GIVEN INFORMATION: Begin

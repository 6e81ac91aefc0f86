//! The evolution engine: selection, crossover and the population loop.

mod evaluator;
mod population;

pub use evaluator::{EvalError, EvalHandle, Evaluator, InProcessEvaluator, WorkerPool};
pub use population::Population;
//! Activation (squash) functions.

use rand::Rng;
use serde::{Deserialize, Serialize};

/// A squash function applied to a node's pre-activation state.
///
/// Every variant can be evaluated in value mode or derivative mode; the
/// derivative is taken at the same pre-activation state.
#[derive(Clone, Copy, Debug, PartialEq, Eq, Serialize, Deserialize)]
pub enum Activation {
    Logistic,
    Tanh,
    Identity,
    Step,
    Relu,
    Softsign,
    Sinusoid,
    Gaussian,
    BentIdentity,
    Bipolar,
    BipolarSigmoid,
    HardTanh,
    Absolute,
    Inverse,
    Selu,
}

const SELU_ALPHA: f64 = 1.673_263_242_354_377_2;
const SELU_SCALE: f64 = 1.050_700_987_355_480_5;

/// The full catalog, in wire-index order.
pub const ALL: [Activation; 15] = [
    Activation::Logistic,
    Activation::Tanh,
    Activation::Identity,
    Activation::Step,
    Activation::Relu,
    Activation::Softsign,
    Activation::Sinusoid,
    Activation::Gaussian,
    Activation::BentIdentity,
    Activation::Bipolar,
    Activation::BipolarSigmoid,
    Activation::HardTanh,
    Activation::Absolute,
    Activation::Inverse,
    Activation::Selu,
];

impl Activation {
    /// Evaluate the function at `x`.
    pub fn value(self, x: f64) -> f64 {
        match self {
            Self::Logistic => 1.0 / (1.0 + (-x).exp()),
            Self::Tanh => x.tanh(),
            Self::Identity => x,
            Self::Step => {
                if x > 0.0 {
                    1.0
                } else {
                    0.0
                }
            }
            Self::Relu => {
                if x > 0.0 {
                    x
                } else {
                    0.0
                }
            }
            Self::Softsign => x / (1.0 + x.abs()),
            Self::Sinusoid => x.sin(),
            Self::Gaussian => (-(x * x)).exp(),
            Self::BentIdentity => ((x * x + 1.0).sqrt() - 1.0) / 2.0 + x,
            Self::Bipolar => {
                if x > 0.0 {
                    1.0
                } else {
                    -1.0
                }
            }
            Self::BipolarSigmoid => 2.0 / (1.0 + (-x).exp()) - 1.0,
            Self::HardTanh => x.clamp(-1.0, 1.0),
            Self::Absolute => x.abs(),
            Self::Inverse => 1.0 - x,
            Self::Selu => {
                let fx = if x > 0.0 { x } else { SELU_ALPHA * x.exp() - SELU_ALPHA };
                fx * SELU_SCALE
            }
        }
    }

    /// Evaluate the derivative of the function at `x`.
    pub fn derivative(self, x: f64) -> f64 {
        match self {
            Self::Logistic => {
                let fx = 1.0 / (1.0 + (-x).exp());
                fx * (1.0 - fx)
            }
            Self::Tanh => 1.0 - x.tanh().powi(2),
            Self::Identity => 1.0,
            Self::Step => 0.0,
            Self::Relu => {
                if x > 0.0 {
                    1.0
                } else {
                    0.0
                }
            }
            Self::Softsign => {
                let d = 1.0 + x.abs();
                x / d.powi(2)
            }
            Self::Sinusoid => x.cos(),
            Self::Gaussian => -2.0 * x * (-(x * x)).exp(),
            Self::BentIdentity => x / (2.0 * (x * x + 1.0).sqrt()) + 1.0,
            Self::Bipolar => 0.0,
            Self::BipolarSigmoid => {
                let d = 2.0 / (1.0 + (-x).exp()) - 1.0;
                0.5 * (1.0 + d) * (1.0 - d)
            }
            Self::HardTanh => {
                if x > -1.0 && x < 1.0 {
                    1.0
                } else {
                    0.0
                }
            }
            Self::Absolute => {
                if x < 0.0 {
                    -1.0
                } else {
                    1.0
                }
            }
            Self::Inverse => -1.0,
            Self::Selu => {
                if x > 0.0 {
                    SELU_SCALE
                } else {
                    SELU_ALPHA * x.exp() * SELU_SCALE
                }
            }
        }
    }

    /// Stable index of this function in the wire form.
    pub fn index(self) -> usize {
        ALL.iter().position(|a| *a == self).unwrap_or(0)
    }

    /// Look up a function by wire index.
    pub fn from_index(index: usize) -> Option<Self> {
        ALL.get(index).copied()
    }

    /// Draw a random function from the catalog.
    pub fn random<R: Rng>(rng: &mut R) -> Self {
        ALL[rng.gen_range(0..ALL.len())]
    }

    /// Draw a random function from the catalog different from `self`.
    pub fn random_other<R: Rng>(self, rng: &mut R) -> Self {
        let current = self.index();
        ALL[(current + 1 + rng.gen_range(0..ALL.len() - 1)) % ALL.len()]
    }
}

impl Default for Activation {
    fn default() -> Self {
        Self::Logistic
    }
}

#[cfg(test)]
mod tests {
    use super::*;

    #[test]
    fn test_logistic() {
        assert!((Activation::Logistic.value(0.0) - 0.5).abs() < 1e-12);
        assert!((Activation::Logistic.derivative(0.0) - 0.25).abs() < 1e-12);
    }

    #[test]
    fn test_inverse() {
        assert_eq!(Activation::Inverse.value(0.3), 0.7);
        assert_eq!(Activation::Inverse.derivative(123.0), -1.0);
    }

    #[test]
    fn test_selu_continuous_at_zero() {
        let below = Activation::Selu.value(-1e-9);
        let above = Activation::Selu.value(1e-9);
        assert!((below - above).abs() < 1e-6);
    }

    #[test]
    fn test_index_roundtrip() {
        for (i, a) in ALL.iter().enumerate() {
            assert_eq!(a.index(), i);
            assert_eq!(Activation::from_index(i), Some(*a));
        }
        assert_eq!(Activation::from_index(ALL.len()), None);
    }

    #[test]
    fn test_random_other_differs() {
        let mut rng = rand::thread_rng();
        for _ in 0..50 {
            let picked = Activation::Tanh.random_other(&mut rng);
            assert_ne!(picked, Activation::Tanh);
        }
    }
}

GIVEN INFORMATION: End

WHAT YOU NEED TO DO => Transcribe the records in full, so that each line reads exactly as before.

YOUR RESPONSE =>
repository 6e81ac91aefc0f86
//! The evolution engine: selection, crossover and the population loop.

mod evaluator;
mod population;

pub use evaluator::{EvalError, EvalHandle, Evaluator, InProcessEvaluator, WorkerPool};
pub use population::Population;
//! Activation (squash) functions.

use rand::Rng;
use serde::{Deserialize, Serialize};

/// A squash function applied to a node's pre-activation state.
///
/// Every variant can be evaluated in value mode or derivative mode; the
/// derivative is taken at the same pre-activation state.
#[derive(Clone, Copy, Debug, PartialEq, Eq, Serialize, Deserialize)]
pub enum Activation {
    Logistic,
    Tanh,
    Identity,
    Step,
    Relu,
    Softsign,
    Sinusoid,
    Gaussian,
    BentIdentity,
    Bipolar,
    BipolarSigmoid,
    HardTanh,
    Absolute,
    Inverse,
    Selu,
}

const SELU_ALPHA: f64 = 1.673_263_242_354_377_2;
const SELU_SCALE: f64 = 1.050_700_987_355_480_5;

/// The full catalog, in wire-index order.
pub const ALL: [Activation; 15] = [
    Activation::Logistic,
    Activation::Tanh,
    Activation::Identity,
    Activation::Step,
    Activation::Relu,
    Activation::Softsign,
    Activation::Sinusoid,
    Activation::Gaussian,
    Activation::BentIdentity,
    Activation::Bipolar,
    Activation::BipolarSigmoid,
    Activation::HardTanh,
    Activation::Absolute,
    Activation::Inverse,
    Activation::Selu,
];

impl Activation {
    /// Evaluate the function at `x`.
    pub fn value(self, x: f64) -> f64 {
        match self {
            Self::Logistic => 1.0 / (1.0 + (-x).exp()),
            Self::Tanh => x.tanh(),
            Self::Identity => x,
            Self::Step => {
                if x > 0.0 {
                    1.0
                } else {
                    0.0
                }
            }
            Self::Relu => {
                if x > 0.0 {
                    x
                } else {
                    0.0
                }
            }
            Self::Softsign => x / (1.0 + x.abs()),
            Self::Sinusoid => x.sin(),
            Self::Gaussian => (-(x * x)).exp(),
            Self::BentIdentity => ((x * x + 1.0).sqrt() - 1.0) / 2.0 + x,
            Self::Bipolar => {
                if x > 0.0 {
                    1.0
                } else {
                    -1.0
                }
            }
            Self::BipolarSigmoid => 2.0 / (1.0 + (-x).exp()) - 1.0,
            Self::HardTanh => x.clamp(-1.0, 1.0),
            Self::Absolute => x.abs(),
            Self::Inverse => 1.0 - x,
            Self::Selu => {
                let fx = if x > 0.0 { x } else { SELU_ALPHA * x.exp() - SELU_ALPHA };
                fx * SELU_SCALE
            }
        }
    }

    /// Evaluate the derivative of the function at `x`.
    pub fn derivative(self, x: f64) -> f64 {
        match self {
            Self::Logistic => {
                let fx = 1.0 / (1.0 + (-x).exp());
                fx * (1.0 - fx)
            }
            Self::Tanh => 1.0 - x.tanh().powi(2),
            Self::Identity => 1.0,
            Self::Step => 0.0,
            Self::Relu => {
                if x > 0.0 {
                    1.0
                } else {
                    0.0
                }
            }
            Self::Softsign => {
                let d = 1.0 + x.abs();
                x / d.powi(2)
            }
            Self::Sinusoid => x.cos(),
            Self::Gaussian => -2.0 * x * (-(x * x)).exp(),
            Self::BentIdentity => x / (2.0 * (x * x + 1.0).sqrt()) + 1.0,
            Self::Bipolar => 0.0,
            Self::BipolarSigmoid => {
                let d = 2.0 / (1.0 + (-x).exp()) - 1.0;
                0.5 * (1.0 + d) * (1.0 - d)
            }
            Self::HardTanh => {
                if x > -1.0 && x < 1.0 {
                    1.0
                } else {
                    0.0
                }
            }
            Self::Absolute => {
                if x < 0.0 {
                    -1.0
                } else {
                    1.0
                }
            }
            Self::Inverse => -1.0,
            Self::Selu => {
                if x > 0.0 {
                    SELU_SCALE
                } else {
                    SELU_ALPHA * x.exp() * SELU_SCALE
                }
            }
        }
    }

    /// Stable index of this function in the wire form.
    pub fn index(self) -> usize {
        ALL.iter().position(|a| *a == self).unwrap_or(0)
    }

    /// Look up a function by wire index.
    pub fn from_index(index: usize) -> Option<Self> {
        ALL.get(index).copied()
    }

    /// Draw a random function from the catalog.
    pub fn random<R: Rng>(rng: &mut R) -> Self {
        ALL[rng.gen_range(0..ALL.len())]
    }

    /// Draw a random function from the catalog different from `self`.
    pub fn random_other<R: Rng>(self, rng: &mut R) -> Self {
        let current = self.index();
        ALL[(current + 1 + rng.gen_range(0..ALL.len() - 1)) % ALL.len()]
    }
}

impl Default for Activation {
    fn default() -> Self {
        Self::Logistic
    }
}

#[cfg(test)]
mod tests {
    use super::*;

    #[test]
    fn test_logistic() {
        assert!((Activation::Logistic.value(0.0) - 0.5).abs() < 1e-12);
        assert!((Activation::Logistic.derivative(0.0) - 0.25).abs() < 1e-12);
    }

    #[test]
    fn test_inverse() {
        assert_eq!(Activation::Inverse.value(0.3), 0.7);
        assert_eq!(Activation::Inverse.derivative(123.0), -1.0);
    }

    #[test]
    fn test_selu_continuous_at_zero() {
        let below = Activation::Selu.value(-1e-9);
        let above = Activation::Selu.value(1e-9);
        assert!((below - above).abs() < 1e-6);
    }

    #[test]
    fn test_index_roundtrip() {
        for (i, a) in ALL.iter().enumerate() {
            assert_eq!(a.index(), i);
            assert_eq!(Activation::from_index(i), Some(*a));
        }
        assert_eq!(Activation::from_index(ALL.len()), None);
    }

    #[test]
    fn test_random_other_differs() {
        let mut rng = rand::thread_rng();
        for _ in 0..50 {
            let picked = Activation::Tanh.random_other(&mut rng);
            assert_ne!(picked, Activation::Tanh);
        }
    }
}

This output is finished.